►

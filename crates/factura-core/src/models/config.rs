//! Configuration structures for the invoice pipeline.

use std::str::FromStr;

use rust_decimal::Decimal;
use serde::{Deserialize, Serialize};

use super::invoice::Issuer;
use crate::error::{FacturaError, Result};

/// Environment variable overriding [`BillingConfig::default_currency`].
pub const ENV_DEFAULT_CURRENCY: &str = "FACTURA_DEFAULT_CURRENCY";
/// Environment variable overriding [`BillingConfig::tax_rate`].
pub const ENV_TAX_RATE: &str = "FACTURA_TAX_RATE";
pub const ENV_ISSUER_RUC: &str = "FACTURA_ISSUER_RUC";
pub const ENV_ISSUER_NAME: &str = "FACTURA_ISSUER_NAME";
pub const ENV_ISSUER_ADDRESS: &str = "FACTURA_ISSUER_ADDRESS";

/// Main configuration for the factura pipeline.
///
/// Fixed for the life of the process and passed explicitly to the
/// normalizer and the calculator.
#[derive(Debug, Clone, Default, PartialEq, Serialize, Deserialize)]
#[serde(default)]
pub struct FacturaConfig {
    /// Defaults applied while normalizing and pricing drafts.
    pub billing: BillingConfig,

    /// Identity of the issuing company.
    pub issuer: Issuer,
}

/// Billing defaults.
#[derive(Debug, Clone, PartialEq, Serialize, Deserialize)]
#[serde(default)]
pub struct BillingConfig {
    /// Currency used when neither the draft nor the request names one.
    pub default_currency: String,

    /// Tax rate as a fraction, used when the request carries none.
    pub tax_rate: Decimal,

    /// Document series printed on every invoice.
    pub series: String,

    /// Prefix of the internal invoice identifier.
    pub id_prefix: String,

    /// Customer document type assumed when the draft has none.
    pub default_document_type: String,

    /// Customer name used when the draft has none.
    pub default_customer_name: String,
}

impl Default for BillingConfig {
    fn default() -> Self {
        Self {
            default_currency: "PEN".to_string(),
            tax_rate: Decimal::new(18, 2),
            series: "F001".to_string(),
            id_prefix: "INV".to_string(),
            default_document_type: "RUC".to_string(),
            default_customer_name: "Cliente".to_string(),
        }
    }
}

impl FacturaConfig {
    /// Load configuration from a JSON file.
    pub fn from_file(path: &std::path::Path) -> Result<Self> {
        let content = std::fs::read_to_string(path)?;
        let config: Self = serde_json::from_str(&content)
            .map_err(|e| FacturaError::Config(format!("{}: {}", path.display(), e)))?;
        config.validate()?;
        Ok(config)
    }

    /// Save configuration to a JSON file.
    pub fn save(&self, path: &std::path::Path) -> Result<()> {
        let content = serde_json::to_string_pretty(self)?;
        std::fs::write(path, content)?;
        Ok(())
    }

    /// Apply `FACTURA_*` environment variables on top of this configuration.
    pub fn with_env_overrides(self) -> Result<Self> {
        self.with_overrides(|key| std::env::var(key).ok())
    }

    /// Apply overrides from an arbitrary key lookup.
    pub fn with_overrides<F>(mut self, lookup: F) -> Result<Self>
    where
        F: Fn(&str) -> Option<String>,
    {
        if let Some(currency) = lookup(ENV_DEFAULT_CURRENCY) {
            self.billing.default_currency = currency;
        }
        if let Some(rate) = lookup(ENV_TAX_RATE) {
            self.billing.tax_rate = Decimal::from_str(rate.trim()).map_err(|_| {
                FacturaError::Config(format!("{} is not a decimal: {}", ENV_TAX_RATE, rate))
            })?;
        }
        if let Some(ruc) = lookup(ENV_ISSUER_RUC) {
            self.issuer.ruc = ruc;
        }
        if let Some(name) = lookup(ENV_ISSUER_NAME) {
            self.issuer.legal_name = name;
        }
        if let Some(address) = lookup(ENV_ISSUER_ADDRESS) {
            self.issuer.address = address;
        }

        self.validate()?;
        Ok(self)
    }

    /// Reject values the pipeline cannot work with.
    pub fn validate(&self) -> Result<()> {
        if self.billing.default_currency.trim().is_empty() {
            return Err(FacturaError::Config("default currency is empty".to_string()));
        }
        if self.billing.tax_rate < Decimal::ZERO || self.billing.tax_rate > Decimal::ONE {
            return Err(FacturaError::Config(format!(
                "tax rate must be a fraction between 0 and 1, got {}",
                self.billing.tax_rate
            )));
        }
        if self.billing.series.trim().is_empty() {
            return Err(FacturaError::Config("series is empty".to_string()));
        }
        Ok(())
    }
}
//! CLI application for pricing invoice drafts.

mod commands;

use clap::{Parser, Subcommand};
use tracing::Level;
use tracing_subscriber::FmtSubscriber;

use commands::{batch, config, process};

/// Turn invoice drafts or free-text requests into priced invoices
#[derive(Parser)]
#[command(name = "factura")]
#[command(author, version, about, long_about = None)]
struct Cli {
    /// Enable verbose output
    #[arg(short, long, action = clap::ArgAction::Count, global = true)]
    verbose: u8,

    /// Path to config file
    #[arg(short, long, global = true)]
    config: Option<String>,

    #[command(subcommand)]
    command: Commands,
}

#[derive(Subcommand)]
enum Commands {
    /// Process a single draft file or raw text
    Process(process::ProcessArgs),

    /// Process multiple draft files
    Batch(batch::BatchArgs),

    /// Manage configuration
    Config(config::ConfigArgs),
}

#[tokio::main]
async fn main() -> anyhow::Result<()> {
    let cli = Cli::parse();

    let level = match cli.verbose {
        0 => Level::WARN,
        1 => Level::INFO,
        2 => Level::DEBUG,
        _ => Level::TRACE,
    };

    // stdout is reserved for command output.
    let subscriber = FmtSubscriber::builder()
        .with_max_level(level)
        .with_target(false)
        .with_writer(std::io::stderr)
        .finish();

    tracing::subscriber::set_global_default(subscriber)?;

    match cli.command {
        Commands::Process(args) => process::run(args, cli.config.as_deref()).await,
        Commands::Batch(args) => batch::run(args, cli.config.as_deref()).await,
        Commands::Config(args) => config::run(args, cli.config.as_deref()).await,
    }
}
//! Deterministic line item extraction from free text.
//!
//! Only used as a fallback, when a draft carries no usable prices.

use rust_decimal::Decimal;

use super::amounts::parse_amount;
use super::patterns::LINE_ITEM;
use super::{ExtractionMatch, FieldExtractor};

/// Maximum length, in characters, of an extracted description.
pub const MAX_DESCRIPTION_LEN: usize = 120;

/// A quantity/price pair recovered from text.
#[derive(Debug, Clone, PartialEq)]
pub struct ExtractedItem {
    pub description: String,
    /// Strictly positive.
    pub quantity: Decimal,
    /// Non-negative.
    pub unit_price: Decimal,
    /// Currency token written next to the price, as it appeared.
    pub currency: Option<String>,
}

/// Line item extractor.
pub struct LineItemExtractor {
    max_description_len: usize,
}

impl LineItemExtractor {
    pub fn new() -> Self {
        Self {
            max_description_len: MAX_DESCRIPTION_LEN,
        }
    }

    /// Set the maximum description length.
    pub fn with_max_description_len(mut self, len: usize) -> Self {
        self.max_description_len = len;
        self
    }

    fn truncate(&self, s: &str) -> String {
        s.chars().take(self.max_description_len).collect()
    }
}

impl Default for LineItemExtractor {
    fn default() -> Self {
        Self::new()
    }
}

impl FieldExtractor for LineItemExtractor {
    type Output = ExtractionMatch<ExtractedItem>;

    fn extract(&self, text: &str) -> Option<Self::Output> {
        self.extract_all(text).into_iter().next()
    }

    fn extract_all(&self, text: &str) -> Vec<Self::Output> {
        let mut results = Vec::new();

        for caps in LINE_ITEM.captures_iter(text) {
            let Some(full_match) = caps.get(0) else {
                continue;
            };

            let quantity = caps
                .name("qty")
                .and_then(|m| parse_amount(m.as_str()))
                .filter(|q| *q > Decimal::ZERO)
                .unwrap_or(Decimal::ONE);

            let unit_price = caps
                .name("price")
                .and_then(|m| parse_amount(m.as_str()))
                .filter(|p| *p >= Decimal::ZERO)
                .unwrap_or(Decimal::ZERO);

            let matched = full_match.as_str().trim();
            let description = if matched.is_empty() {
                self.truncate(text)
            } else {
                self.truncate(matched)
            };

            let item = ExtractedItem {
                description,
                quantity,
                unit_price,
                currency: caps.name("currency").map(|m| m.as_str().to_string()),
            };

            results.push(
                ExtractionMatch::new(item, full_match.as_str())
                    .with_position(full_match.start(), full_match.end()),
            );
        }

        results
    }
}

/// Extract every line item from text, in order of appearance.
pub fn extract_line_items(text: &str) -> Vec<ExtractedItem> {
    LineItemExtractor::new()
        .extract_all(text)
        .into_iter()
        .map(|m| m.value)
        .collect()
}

◄

**Aim of the exercise**
Show every line of the material above in which "free" is present.

**Your solution**
/// Turn invoice drafts or free-text requests into priced invoices
//! Deterministic line item extraction from free text.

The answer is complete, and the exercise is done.